### Problem
Using the entries that follow, report how many lines contain the word "CatalogView". Only the number is wanted.

———

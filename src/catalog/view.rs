// src/catalog/view.rs
//! The read-only state handed to presentation code.

use crate::error::AppError;
use crate::types::{Book, FetchState, Page};

/// Materialized state of one result set.
///
/// `items` is the concatenation of every page in cursor order. The view never
/// mixes items from different query keys.
#[derive(Debug, Clone, PartialEq, Default)]
pub struct CatalogView {
    pub items: Vec<Book>,
    pub has_more: bool,
    pub is_loading_first: bool,
    pub is_loading_more: bool,
    pub error: Option<String>,
    pub state: FetchState,
    pub pages_loaded: usize,
}

impl CatalogView {
    /// Builds the view of a page sequence in `state`.
    pub(crate) fn materialize(pages: &[Page], state: &FetchState) -> Self {
        let items = pages
            .iter()
            .flat_map(|page| page.items.iter().cloned())
            .collect();
        let has_more = !matches!(state, FetchState::Exhausted)
            && pages.last().map_or(true, |page| page.has_more);

        Self {
            items,
            has_more,
            is_loading_first: matches!(state, FetchState::LoadingFirst),
            is_loading_more: matches!(state, FetchState::LoadingMore),
            error: state.error_message().map(str::to_string),
            state: state.clone(),
            pages_loaded: pages.len(),
        }
    }

    /// The surfaced failure as an error, if the last fetch failed.
    pub fn failure(&self) -> Option<AppError> {
        self.error.clone().map(AppError::PageUnavailable)
    }

    /// Whether nothing is being fetched for this result set right now.
    pub fn is_settled(&self) -> bool {
        !self.state.is_loading()
    }
}
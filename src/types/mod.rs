//! Domain vocabulary: filter queries, fetched pages and the books they carry.

use thiserror::Error;

mod book;
mod page;
mod query;

pub use book::*;
pub use page::*;
pub use query::*;

#[derive(Error, Debug, Clone, PartialEq)]
pub enum ValidationError {
    #[error("Empty required field: {0}")]
    EmptyField(&'static str),

    #[error("Filter {field} must be a finite number, got {value}")]
    NotFinite { field: &'static str, value: f64 },

    #[error("Filter {field} must not be negative, got {value}")]
    Negative { field: &'static str, value: f64 },

    #[error("Cursor must start at 1, got {0}")]
    CursorOutOfRange(u32),

    #[error("Invalid URL: {url} - {reason}")]
    InvalidUrl { url: String, reason: String },
}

———

### Exercise output
2